§ About this exercise
Please filter the data below down to the lines holding the string "Result".

*** Available data Section Begins ***

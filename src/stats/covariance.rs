//! Covariance and correlation computations.
//!
//! # Mathematical Background
//!
//! ## Covariance
//!
//! ```text
//! Cov(X, Y) = (1/n) Σ (x_i - x̄)(y_i - ȳ)
//! ```
//!
//! ## Pearson Correlation
//!
//! ```text
//! ρ(X, Y) = Cov(X, Y) / (σ_X σ_Y)
//! ```
//!
//! Pairs where either value is `NaN` are dropped (pairwise deletion). A
//! variable with zero variance has no defined correlation, so it yields
//! `NaN` instead of an error.
//!
//! # Examples
//!
//! ```
//! use obesity_pipeline::stats::{corr, cov};
//!
//! let x = [1.0, 2.0, 3.0, 4.0, 5.0];
//! let y = [2.0, 4.0, 6.0, 8.0, 10.0];
//!
//! assert!(cov(&x, &y).unwrap() > 0.0);
//! assert!((corr(&x, &y).unwrap() - 1.0).abs() < 1e-6);
//! ```

use crate::error::{PipelineError, Result};
use crate::primitives::Matrix;

/// Variance below this is treated as zero.
const MIN_VARIANCE: f64 = 1e-20;

/// Sums needed for covariance and correlation of one pair of variables.
struct PairMoments {
    n: usize,
    cov_sum: f64,
    x_var_sum: f64,
    y_var_sum: f64,
}

fn pair_moments(x: &[f32], y: &[f32]) -> Result<PairMoments> {
    if x.len() != y.len() {
        return Err(PipelineError::DimensionMismatch {
            expected: format!("{} values in x", x.len()),
            actual: format!("{} values in y", y.len()),
        });
    }
    let pairs: Vec<(f64, f64)> = x
        .iter()
        .zip(y)
        .filter(|(a, b)| !a.is_nan() && !b.is_nan())
        .map(|(&a, &b)| (f64::from(a), f64::from(b)))
        .collect();
    if pairs.is_empty() {
        return Err(PipelineError::Other(
            "cannot compute covariance of empty vectors".into(),
        ));
    }

    let n = pairs.len() as f64;
    let x_mean = pairs.iter().map(|p| p.0).sum::<f64>() / n;
    let y_mean = pairs.iter().map(|p| p.1).sum::<f64>() / n;

    let mut moments = PairMoments {
        n: pairs.len(),
        cov_sum: 0.0,
        x_var_sum: 0.0,
        y_var_sum: 0.0,
    };
    for (xi, yi) in pairs {
        let dx = xi - x_mean;
        let dy = yi - y_mean;
        moments.cov_sum += dx * dy;
        moments.x_var_sum += dx * dx;
        moments.y_var_sum += dy * dy;
    }
    Ok(moments)
}

/// Population covariance of `x` and `y`.
///
/// # Errors
///
/// Returns an error if the lengths differ or no complete pair exists.
pub fn cov(x: &[f32], y: &[f32]) -> Result<f32> {
    let m = pair_moments(x, y)?;
    Ok((m.cov_sum / m.n as f64) as f32)
}

/// Pearson correlation of `x` and `y`, in [-1, 1].
///
/// Returns `NaN` if either variable has zero variance.
///
/// # Errors
///
/// Returns an error if the lengths differ or no complete pair exists.
pub fn corr(x: &[f32], y: &[f32]) -> Result<f32> {
    let m = pair_moments(x, y)?;
    if m.x_var_sum / (m.n as f64) < MIN_VARIANCE || m.y_var_sum / (m.n as f64) < MIN_VARIANCE {
        return Ok(f32::NAN);
    }
    let r = m.cov_sum / (m.x_var_sum.sqrt() * m.y_var_sum.sqrt());
    Ok(r.clamp(-1.0, 1.0) as f32)
}

/// Pearson correlation matrix of the columns of `data` (n samples × p features).
///
/// The diagonal is 1.0, except for zero-variance columns whose whole row
/// and column are `NaN`.
///
/// ```
/// use obesity_pipeline::primitives::Matrix;
/// use obesity_pipeline::stats::corr_matrix;
///
/// let data = Matrix::from_vec(3, 3, vec![
///     1.0, 2.0, 5.0,
///     2.0, 4.0, 5.0,
///     3.0, 6.0, 5.0,
/// ]).unwrap();
///
/// let c = corr_matrix(&data).unwrap();
/// assert!((c.get(0, 1) - 1.0).abs() < 1e-6);
/// assert!(c.get(0, 2).is_nan());
/// assert!(c.get(2, 2).is_nan());
/// ```
///
/// # Errors
///
/// Returns an error if `data` has no rows or no columns.
pub fn corr_matrix(data: &Matrix<f32>) -> Result<Matrix<f32>> {
    let (n, p) = data.shape();
    if n == 0 || p == 0 {
        return Err(PipelineError::Other(
            "cannot compute correlation matrix for empty data".into(),
        ));
    }

    let columns: Vec<Vec<f32>> = (0..p).map(|j| data.column(j)).collect();
    let mut values = vec![0.0_f32; p * p];
    for i in 0..p {
        for j in 0..=i {
            let r = if i == j {
                let self_corr = corr(&columns[i], &columns[i]).unwrap_or(f32::NAN);
                if self_corr.is_nan() {
                    f32::NAN
                } else {
                    1.0
                }
            } else {
                corr(&columns[i], &columns[j]).unwrap_or(f32::NAN)
            };
            values[i * p + j] = r;
            values[j * p + i] = r;
        }
    }
    Ok(Matrix::from_vec(p, p, values)?)
}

*** Available data Section Ends ***

§ Solution for this exercise
use crate::error::{PipelineError, Result};
fn pair_moments(x: &[f32], y: &[f32]) -> Result<PairMoments> {
pub fn cov(x: &[f32], y: &[f32]) -> Result<f32> {
pub fn corr(x: &[f32], y: &[f32]) -> Result<f32> {
pub fn corr_matrix(data: &Matrix<f32>) -> Result<Matrix<f32>> {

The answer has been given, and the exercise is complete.